» **Assignment**
Look through the records below for the line with "fn config_path() ->" and the line with "let mut config = Self::default();", then return those lines and all lines between, exactly.
Input: Begin
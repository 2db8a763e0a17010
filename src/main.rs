//! Family Registration TUI
//!
//! A Ratatui-based wizard that collects a bilingual (English/Tamil) family
//! registration, renders it to PDF and posts it to a webhook.

mod app;
mod config;
mod document;
mod platform;
mod state;
mod submission;
mod text;
mod ui;

use anyhow::Result;
use app::App;
use config::RegistrationConfig;
use crossterm::{
    event::{self, DisableMouseCapture, EnableMouseCapture, Event, KeyEventKind},
    execute,
    terminal::{disable_raw_mode, enable_raw_mode, EnterAlternateScreen, LeaveAlternateScreen},
};
use ratatui::{backend::CrosstermBackend, Terminal};
use std::io;
use std::time::Duration;
use tracing_subscriber::{layer::SubscriberExt, util::SubscriberInitExt};

#[tokio::main]
async fn main() -> Result<()> {
    // Initialize logging
    tracing_subscriber::registry()
        .with(
            tracing_subscriber::EnvFilter::try_from_default_env()
                .unwrap_or_else(|_| "family_registration_tui=info".into()),
        )
        .with(tracing_subscriber::fmt::layer().with_writer(io::stderr))
        .init();

    let config = RegistrationConfig::load()?;
    let mut app = App::new(config)?;

    // Setup terminal
    enable_raw_mode()?;
    let mut stdout = io::stdout();
    execute!(stdout, EnterAlternateScreen, EnableMouseCapture)?;
    let backend = CrosstermBackend::new(stdout);
    let mut terminal = Terminal::new(backend)?;

    let result = run_app(&mut terminal, &mut app).await;

    // Restore terminal
    disable_raw_mode()?;
    execute!(
        terminal.backend_mut(),
        LeaveAlternateScreen,
        DisableMouseCapture
    )?;
    terminal.show_cursor()?;

    // Handle any errors
    if let Err(err) = result {
        eprintln!("Error: {err:?}");
        std::process::exit(1);
    }

    Ok(())
}

async fn run_app<B: ratatui::backend::Backend>(
    terminal: &mut Terminal<B>,
    app: &mut App,
) -> Result<()> {
    loop {
        terminal.draw(|frame| ui::draw(frame, app))?;

        // Queued work runs after a draw so the submitting dialog is on screen
        if app.has_pending() {
            app.process_pending().await;
            continue;
        }

        if event::poll(Duration::from_millis(100))? {
            match event::read()? {
                Event::Key(key) if key.kind == KeyEventKind::Press => app.handle_key(key),
                Event::Mouse(mouse) => app.handle_mouse(mouse),
                _ => {}
            }
        }

        if app.should_quit() {
            return Ok(());
        }
    }
}
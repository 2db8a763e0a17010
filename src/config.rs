//! Configuration handling for the registration wizard

use anyhow::Result;
use directories::ProjectDirs;
use serde::{Deserialize, Serialize};
use std::fs;
use std::path::PathBuf;

/// Webhook used when neither the config file nor the environment names one
pub const DEFAULT_WEBHOOK_URL: &str = "http://localhost:5678/webhook/family-registration";
pub const DEFAULT_TYPST_BINARY: &str = "typst";

pub const WEBHOOK_URL_ENV: &str = "REGISTRATION_WEBHOOK_URL";
pub const OUTPUT_DIR_ENV: &str = "REGISTRATION_OUTPUT_DIR";

/// User configuration, read from `config.json` in the platform config directory
#[derive(Debug, Clone, Serialize, Deserialize, Default, PartialEq, Eq)]
pub struct RegistrationConfig {
    /// Where submissions are POSTed
    pub webhook_url: Option<String>,
    /// Where saved PDFs are written
    pub output_dir: Option<PathBuf>,
    /// Typst compiler executable
    pub typst_binary: Option<String>,
}

impl RegistrationConfig {
    fn project_dirs() -> Option<ProjectDirs> {
        ProjectDirs::from("org", "family-registration", "family-registration-tui")
    }

    /// Get the config file path
    fn config_path() -> Option<PathBuf> {
        Self::project_dirs().map(|dirs| dirs.config_dir().join("config.json"))
    }

    /// Load configuration from file, then apply environment overrides
    pub fn load() -> Result<Self> {
        let mut config = Self::default();

        if let Some(path) = Self::config_path() {
            if path.exists() {
                let content = fs::read_to_string(&path)?;
                config = serde_json::from_str(&content)?;
            }
        }

        Ok(config.with_overrides(|key| std::env::var(key).ok()))
    }

    /// Replace settings with non-empty values from `lookup`
    pub fn with_overrides(mut self, lookup: impl Fn(&str) -> Option<String>) -> Self {
        let non_empty = |key: &str| lookup(key).filter(|v| !v.trim().is_empty());
        if let Some(url) = non_empty(WEBHOOK_URL_ENV) {
            self.webhook_url = Some(url);
        }
        if let Some(dir) = non_empty(OUTPUT_DIR_ENV) {
            self.output_dir = Some(PathBuf::from(dir));
        }
        self
    }

    pub fn webhook_url(&self) -> &str {
        self.webhook_url.as_deref().unwrap_or(DEFAULT_WEBHOOK_URL)
    }

    pub fn typst_binary(&self) -> &str {
        self.typst_binary.as_deref().unwrap_or(DEFAULT_TYPST_BINARY)
    }

    /// Configured output directory, else the platform data directory, else
    /// the working directory
    pub fn output_dir(&self) -> PathBuf {
        self.output_dir
            .clone()
            .or_else(|| Self::project_dirs().map(|dirs| dirs.data_dir().join("documents")))
            .unwrap_or_else(|| PathBuf::from("."))
    }
}

#[cfg(test)]
mod tests {
    use super::*;
    use pretty_assertions::assert_eq;

    #[test]
    fn test_default_config() {
        let config = RegistrationConfig::default();
        assert!(config.webhook_url.is_none());
        assert_eq!(config.webhook_url(), DEFAULT_WEBHOOK_URL);
        assert_eq!(config.typst_binary(), "typst");
    }

    #[test]
    fn test_serialization() {
        let config = RegistrationConfig {
            webhook_url: Some("https://hooks.test/registration".to_string()),
            output_dir: Some(PathBuf::from("/srv/forms")),
            typst_binary: Some("/opt/typst/bin/typst".to_string()),
        };

        let json = serde_json::to_string(&config).unwrap();
        let parsed: RegistrationConfig = serde_json::from_str(&json).unwrap();

        assert_eq!(parsed, config);
    }

    #[test]
    fn test_deserialize_from_empty_json() {
        let parsed: RegistrationConfig = serde_json::from_str("{}").unwrap();
        assert_eq!(parsed, RegistrationConfig::default());
    }

    #[test]
    fn test_deserialize_with_extra_fields() {
        // Should ignore unknown fields
        let json = r#"{"webhook_url": "https://a.test/x", "unknown_field": "value"}"#;
        let parsed: RegistrationConfig = serde_json::from_str(json).unwrap();
        assert_eq!(parsed.webhook_url(), "https://a.test/x");
    }

    #[test]
    fn test_env_overrides_file_values() {
        let config = RegistrationConfig {
            webhook_url: Some("https://file.test/hook".to_string()),
            ..Default::default()
        }
        .with_overrides(|key| match key {
            WEBHOOK_URL_ENV => Some("https://env.test/hook".to_string()),
            OUTPUT_DIR_ENV => Some("/tmp/out".to_string()),
            _ => None,
        });

        assert_eq!(config.webhook_url(), "https://env.test/hook");
        assert_eq!(config.output_dir(), PathBuf::from("/tmp/out"));
    }

    #[test]
    fn test_blank_env_values_are_ignored() {
        let config = RegistrationConfig {
            webhook_url: Some("https://file.test/hook".to_string()),
            ..Default::default()
        }
        .with_overrides(|_| Some("  ".to_string()));
        assert_eq!(config.webhook_url(), "https://file.test/hook");
    }

    #[test]
    fn test_output_dir_has_fallback() {
        let dir = RegistrationConfig::default().output_dir();
        assert!(!dir.as_os_str().is_empty());
    }
}
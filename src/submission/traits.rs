//! Trait abstraction for the submission client to enable mocking in tests

use async_trait::async_trait;

use super::client::SubmissionError;
use super::payload::SubmissionPayload;
use crate::document::GeneratedDocument;

/// Sends a finished registration to its destination
#[cfg_attr(test, mockall::automock)]
#[async_trait]
pub trait SubmissionClientTrait: Send + Sync {
    /// Submit once. Failures are returned as-is; nothing is retried.
    async fn submit(
        &self,
        payload: SubmissionPayload,
        document: Option<GeneratedDocument>,
    ) -> Result<(), SubmissionError>;
}
//! Platform-specific configuration

use crossterm::event::KeyModifiers;

/// Platform-appropriate modifier for wizard shortcuts
/// - macOS: SUPER (Cmd key)
/// - Linux/Windows: CONTROL (Ctrl key)
#[cfg(target_os = "macos")]
pub const SHORTCUT_MODIFIER: KeyModifiers = KeyModifiers::SUPER;

#[cfg(not(target_os = "macos"))]
pub const SHORTCUT_MODIFIER: KeyModifiers = KeyModifiers::CONTROL;

/// Save PDF shortcut display
/// Ctrl+S works on all platforms
pub const SAVE_SHORTCUT: &str = "Ctrl+S";

/// Next step shortcut display
#[cfg(target_os = "macos")]
pub const NEXT_STEP_SHORTCUT: &str = "Cmd+N";

#[cfg(not(target_os = "macos"))]
pub const NEXT_STEP_SHORTCUT: &str = "Ctrl+N";

/// Previous step shortcut display
#[cfg(target_os = "macos")]
pub const PREV_STEP_SHORTCUT: &str = "Cmd+B";

#[cfg(not(target_os = "macos"))]
pub const PREV_STEP_SHORTCUT: &str = "Ctrl+B";
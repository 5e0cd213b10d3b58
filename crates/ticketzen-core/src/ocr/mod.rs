//! OCR provider abstraction
//!
//! # Architecture
//!
//! - `OcrBackend` trait: analyze a document into a `CanonicalOcrResult`
//! - `OcrClient` enum: concrete wrapper providing Clone + compile-time dispatch
//! - Backends: `AzureBackend` (route fallback over HTTP), `DryRunBackend` (stub)
//!
//! # Usage
//!
//! ```rust,ignore
//! let config = Config::load(None)?;
//! let client = OcrClient::from_config(&config.ocr)?;
//! let result = client.analyze(&bytes, "image/jpeg").await?;
//! ```

mod azure;
mod dry_run;
pub mod normalize;

pub use azure::{
    write_debug_artifacts, AzureBackend, DEBUG_META_FILE, DEBUG_RESULT_FILE, KEY_HEADER,
};
pub use dry_run::{stub_result, DryRunBackend};
pub use normalize::{normalize, ProviderResponse};

use std::path::Path;

use async_trait::async_trait;
use tracing::warn;

use crate::config::OcrConfig;
use crate::error::Result;
use crate::models::CanonicalOcrResult;

/// Interface for OCR providers
#[async_trait]
pub trait OcrBackend: Send + Sync {
    /// Run OCR on raw document bytes
    async fn analyze(&self, content: &[u8], content_type: &str) -> Result<CanonicalOcrResult>;

    /// Provider vendor name (for logging)
    fn vendor(&self) -> &str;

    /// Provider host (for logging)
    fn host(&self) -> &str;
}

/// Concrete OCR client enum
#[derive(Clone)]
pub enum OcrClient {
    /// Azure Document Intelligence / Form Recognizer
    Azure(AzureBackend),
    /// Offline stub
    DryRun(DryRunBackend),
}

impl OcrClient {
    /// Pick a backend for the given configuration
    ///
    /// Dry-run, disabled cloud OCR or a missing endpoint/key select the
    /// offline stub. Unknown vendors fall back to Azure.
    pub fn from_config(config: &OcrConfig) -> Result<Self> {
        if config.is_offline() {
            return Ok(OcrClient::DryRun(DryRunBackend::new()));
        }

        match config.vendor.to_lowercase().as_str() {
            "azure" => {}
            other => {
                warn!(vendor = %other, "Unknown OCR vendor, falling back to azure");
            }
        }
        Ok(OcrClient::Azure(AzureBackend::new(config)?))
    }

    /// Create the offline stub client directly
    pub fn dry_run() -> Self {
        OcrClient::DryRun(DryRunBackend::new())
    }

    pub fn is_dry_run(&self) -> bool {
        matches!(self, OcrClient::DryRun(_))
    }
}

#[async_trait]
impl OcrBackend for OcrClient {
    async fn analyze(&self, content: &[u8], content_type: &str) -> Result<CanonicalOcrResult> {
        match self {
            OcrClient::Azure(b) => b.analyze(content, content_type).await,
            OcrClient::DryRun(b) => b.analyze(content, content_type).await,
        }
    }

    fn vendor(&self) -> &str {
        match self {
            OcrClient::Azure(b) => b.vendor(),
            OcrClient::DryRun(b) => b.vendor(),
        }
    }

    fn host(&self) -> &str {
        match self {
            OcrClient::Azure(b) => b.host(),
            OcrClient::DryRun(b) => b.host(),
        }
    }
}

/// Declared content type for an uploaded document, by file extension
pub fn content_type_for_path(path: &Path) -> &'static str {
    let ext = path
        .extension()
        .and_then(|e| e.to_str())
        .map(|e| e.to_lowercase())
        .unwrap_or_default();

    match ext.as_str() {
        "pdf" => "application/pdf",
        "png" => "image/png",
        "jpg" | "jpeg" => "image/jpeg",
        _ => "application/octet-stream",
    }
}
//! French receipt field parsing
//!
//! Amounts and dates come out of OCR as free text ("9,42 €", "1 234,56",
//! "01/05/2024"). These helpers never fail: `None` means "unparseable".

use std::sync::LazyLock;

use chrono::NaiveDate;
use regex::Regex;

static DECIMAL_AMOUNT: LazyLock<Regex> =
    LazyLock::new(|| Regex::new(r"([0-9]+[.,][0-9]{2})").expect("valid regex"));

/// Date formats tried in order; the first one that parses wins
const DATE_FORMATS: &[&str] = &["%d/%m/%Y", "%Y-%m-%d", "%d-%m-%Y", "%d.%m.%Y"];

/// Glyphs stripped before looking for digits. Includes the UTF-8 euro sign
/// mis-decoded as Windows-1252, which some OCR exports produce.
const STRIPPED_GLYPHS: &[&str] = &["€", "â‚¬", "'", "\u{2019}"];

/// Parse a French-formatted monetary amount
///
/// Accepts comma or dot as decimal separator and ignores spaces, euro signs
/// and apostrophe thousands separators. A bare run of digits is read as cents,
/// since OCR frequently drops the separator ("942" is 9.42). Line breaks are
/// kept so numbers on adjacent OCR lines stay apart.
pub fn parse_amount_fr(text: &str) -> Option<f64> {
    let mut cleaned: String = text
        .trim()
        .chars()
        .filter(|c| !is_horizontal_space(*c))
        .collect();
    for glyph in STRIPPED_GLYPHS {
        cleaned = cleaned.replace(glyph, "");
    }
    if cleaned.is_empty() {
        return None;
    }

    match DECIMAL_AMOUNT.captures(&cleaned) {
        Some(caps) => caps[1].replace(',', ".").parse::<f64>().ok(),
        None if cleaned.chars().all(|c| c.is_ascii_digit()) => {
            cleaned.parse::<f64>().ok().map(|cents| cents / 100.0)
        }
        None => None,
    }
}

fn is_horizontal_space(c: char) -> bool {
    matches!(c, ' ' | '\t' | '\u{a0}' | '\u{202f}')
}

/// Parse a receipt date in one of the common French layouts
pub fn parse_date_fr(text: &str) -> Option<NaiveDate> {
    let text = text.trim();
    if text.is_empty() {
        return None;
    }
    DATE_FORMATS
        .iter()
        .find_map(|fmt| NaiveDate::parse_from_str(text, fmt).ok())
}

#[cfg(test)]
mod tests {
    use super::*;

    fn assert_amount(input: &str, expected: f64) {
        let parsed = parse_amount_fr(input).unwrap_or_else(|| panic!("{:?} did not parse", input));
        assert!(
            (parsed - expected).abs() < 1e-9,
            "{:?} parsed as {}, expected {}",
            input,
            parsed,
            expected
        );
    }

    #[test]
    fn test_amount_decimal_separators() {
        assert_amount("9,42", 9.42);
        assert_amount("12.34", 12.34);
        assert_amount("  9,42 € ", 9.42);
    }

    #[test]
    fn test_amount_missing_separator_is_cents() {
        assert_amount("942", 9.42);
        assert_amount("100", 1.0);
    }

    #[test]
    fn test_amount_thousands_separators() {
        assert_amount("1 234,56", 1234.56);
        assert_amount("1'234,56", 1234.56);
        assert_amount("1\u{a0}234,56 EUR", 1234.56);
    }

    #[test]
    fn test_amount_mis_decoded_euro() {
        assert_amount("9,42â‚¬", 9.42);
    }

    #[test]
    fn test_amount_embedded_in_text() {
        assert_amount("TOTAL TTC 23,90", 23.90);
        assert_amount("Netto\n01/05/2024\nTotal 9,42", 9.42);
    }

    #[test]
    fn test_amount_does_not_join_lines() {
        assert_amount("Caisse 12\n3,50", 3.50);
        assert_amount("Ticket 0042\r\nTOTAL 17,80", 17.80);
        assert_eq!(parse_amount_fr("12\n34"), None);
    }

    #[test]
    fn test_amount_without_digits_is_none() {
        for input in ["", "   ", "€", "TOTAL", "abc,de", "n/a"] {
            assert_eq!(parse_amount_fr(input), None, "input {:?}", input);
        }
    }

    #[test]
    fn test_amount_malformed_digits_is_none() {
        assert_eq!(parse_amount_fr("12,3"), None);
        assert_eq!(parse_amount_fr("-"), None);
    }

    #[test]
    fn test_date_formats() {
        let expected = NaiveDate::from_ymd_opt(2024, 5, 1).unwrap();
        assert_eq!(parse_date_fr("01/05/2024"), Some(expected));
        assert_eq!(parse_date_fr("2024-05-01"), Some(expected));
        assert_eq!(parse_date_fr("01-05-2024"), Some(expected));
        assert_eq!(parse_date_fr("01.05.2024"), Some(expected));
        assert_eq!(parse_date_fr(" 01/05/2024 "), Some(expected));
    }

    #[test]
    fn test_date_is_day_first() {
        assert_eq!(
            parse_date_fr("02/03/2024"),
            NaiveDate::from_ymd_opt(2024, 3, 2)
        );
    }

    #[test]
    fn test_date_unparseable() {
        assert_eq!(parse_date_fr("le 1er mai"), None);
        assert_eq!(parse_date_fr(""), None);
        assert_eq!(parse_date_fr("31/02/2024"), None);
    }

    #[test]
    fn test_date_iso_output() {
        let date = parse_date_fr("15.08.2023").unwrap();
        assert_eq!(date.to_string(), "2023-08-15");
    }
}
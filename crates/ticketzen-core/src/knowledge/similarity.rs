//! Token-order-insensitive string similarity
//!
//! Scores are on a 0-100 scale. Tokens are split on whitespace and sorted
//! before comparing, so "LECLERC E" and "E LECLERC" score 100. The underlying
//! ratio is `rapidfuzz`'s normalized Indel similarity (insertions and
//! deletions only).

/// Similarity of two strings after sorting their whitespace-separated tokens
pub fn token_sort_ratio(a: &str, b: &str) -> f64 {
    let a = sorted_tokens(a);
    let b = sorted_tokens(b);
    rapidfuzz::fuzz::ratio(a.chars(), b.chars()) * 100.0
}

fn sorted_tokens(s: &str) -> String {
    let mut tokens: Vec<&str> = s.split_whitespace().collect();
    tokens.sort_unstable();
    tokens.join(" ")
}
Input: End
» **Response to this exercise**
    fn config_path() -> Option<PathBuf> {
        Self::project_dirs().map(|dirs| dirs.config_dir().join("config.json"))
    }

    /// Load configuration from file, then apply environment overrides
    pub fn load() -> Result<Self> {
        let mut config = Self::default();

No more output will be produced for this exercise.